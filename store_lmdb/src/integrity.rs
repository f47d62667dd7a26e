//! LMDB database integrity checks.
//!
//! Run on startup to detect corruption early, before the node begins
//! accepting ballots.

use std::path::Path;

use heed::types::Bytes;

use crate::environment::DATABASE_NAMES;
use crate::{LmdbEnvironment, LmdbError};

/// Summary of an integrity check run.
#[derive(Debug)]
pub struct IntegrityReport {
    pub databases_checked: u32,
    pub total_entries: u64,
    pub errors: Vec<String>,
}

impl IntegrityReport {
    /// Returns `true` if no errors were detected.
    pub fn is_healthy(&self) -> bool {
        self.errors.is_empty()
    }
}

/// Check LMDB database integrity.
///
/// Opens each expected database and attempts to count entries. Any read
/// failures are recorded in the report rather than causing a hard error.
pub fn check_integrity(environment: &LmdbEnvironment) -> Result<IntegrityReport, LmdbError> {
    let mut report = IntegrityReport {
        databases_checked: 0,
        total_entries: 0,
        errors: Vec::new(),
    };

    let env = environment.env();
    let rtxn = env.read_txn()?;

    for &db_name in DATABASE_NAMES {
        match env.open_database::<Bytes, Bytes>(&rtxn, Some(db_name)) {
            Ok(Some(db)) => {
                report.databases_checked += 1;
                match db.len(&rtxn) {
                    Ok(count) => report.total_entries += count,
                    Err(e) => report
                        .errors
                        .push(format!("failed to read database '{}': {}", db_name, e)),
                }
            }
            Ok(None) => report
                .errors
                .push(format!("database '{}' is missing", db_name)),
            Err(e) => report
                .errors
                .push(format!("failed to open database '{}': {}", db_name, e)),
        }
    }

    Ok(report)
}

/// Check if the LMDB data directory looks valid before opening.
///
/// Returns `Ok(())` for a fresh (nonexistent) directory. Returns an error
/// if the directory exists but `data.mdb` is missing, which suggests
/// corruption or misconfiguration.
pub fn check_data_dir(path: &Path) -> Result<(), String> {
    if !path.exists() {
        return Ok(());
    }
    let data_file = path.join("data.mdb");
    if !data_file.exists() {
        return Err(format!(
            "LMDB directory exists but data.mdb is missing at {}",
            path.display()
        ));
    }
    Ok(())
}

____________

▶ _WORK TASK_
The response must contain each line above that holds the string "LmdbError".

▶ _COMPLETED TASK_
use crate::{LmdbEnvironment, LmdbError};
pub fn check_integrity(environment: &LmdbEnvironment) -> Result<IntegrityReport, LmdbError> {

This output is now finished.